Count how many lines in the entries below hold "value". Only the number belongs in the answer.

--- SUPPLIED RECORDS Enclosed Below ---

//! Configuration validation.
//!
//! # Responsibilities
//! - Semantic validation (serde handles syntactic)
//! - Validate value ranges (timeouts > 0, size limits > 0)
//! - Keep the upstream timeout inside the inbound request deadline
//! - Check that addresses and provider URLs parse
//!
//! # Design Decisions
//! - Returns all validation errors, not just first
//! - Validation is pure function: DecoderConfig → Result<(), Vec<ValidationError>>
//! - Runs before config is accepted into the system

use std::net::SocketAddr;

use thiserror::Error;
use url::Url;

use crate::config::schema::DecoderConfig;

/// A single semantic problem found in a configuration.
#[derive(Debug, Clone, PartialEq, Eq, Error)]
pub enum ValidationError {
    #[error("invalid bind address '{0}'")]
    BindAddress(String),

    #[error("invalid metrics address '{0}'")]
    MetricsAddress(String),

    #[error("{field} must be an absolute http(s) URL, got '{value}'")]
    ProviderUrl { field: &'static str, value: String },

    #[error("{0} must be greater than zero")]
    Zero(&'static str),

    #[error("timeouts.upstream_secs ({upstream}) must be less than timeouts.request_secs ({request})")]
    UpstreamOutlastsRequest { upstream: u64, request: u64 },
}

/// Validate a parsed configuration, collecting every problem.
pub fn validate_config(config: &DecoderConfig) -> Result<(), Vec<ValidationError>> {
    let mut errors = Vec::new();

    if config.listener.bind_address.parse::<SocketAddr>().is_err() {
        errors.push(ValidationError::BindAddress(
            config.listener.bind_address.clone(),
        ));
    }

    if config.observability.metrics_enabled
        && config.observability.metrics_address.parse::<SocketAddr>().is_err()
    {
        errors.push(ValidationError::MetricsAddress(
            config.observability.metrics_address.clone(),
        ));
    }

    for (field, value) in [
        ("providers.vin_url", &config.providers.vin_url),
        ("providers.plate_url", &config.providers.plate_url),
    ] {
        if !is_http_url(value) {
            errors.push(ValidationError::ProviderUrl {
                field,
                value: value.clone(),
            });
        }
    }

    for (field, value) in [
        ("timeouts.request_secs", config.timeouts.request_secs),
        ("timeouts.upstream_secs", config.timeouts.upstream_secs),
        ("timeouts.connect_secs", config.timeouts.connect_secs),
    ] {
        if value == 0 {
            errors.push(ValidationError::Zero(field));
        }
    }

    // An upstream timeout must surface as a decode result, not an inbound 408.
    if config.timeouts.upstream_secs >= config.timeouts.request_secs {
        errors.push(ValidationError::UpstreamOutlastsRequest {
            upstream: config.timeouts.upstream_secs,
            request: config.timeouts.request_secs,
        });
    }

    if config.security.max_body_size == 0 {
        errors.push(ValidationError::Zero("security.max_body_size"));
    }

    if config.providers.max_response_bytes == 0 {
        errors.push(ValidationError::Zero("providers.max_response_bytes"));
    }

    if errors.is_empty() {
        Ok(())
    } else {
        Err(errors)
    }
}

fn is_http_url(value: &str) -> bool {
    Url::parse(value)
        .map(|url| matches!(url.scheme(), "http" | "https") && url.has_host())
        .unwrap_or(false)
}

--- End of Enclosed SUPPLIED RECORDS ---

— RESPONSE BELOW —
10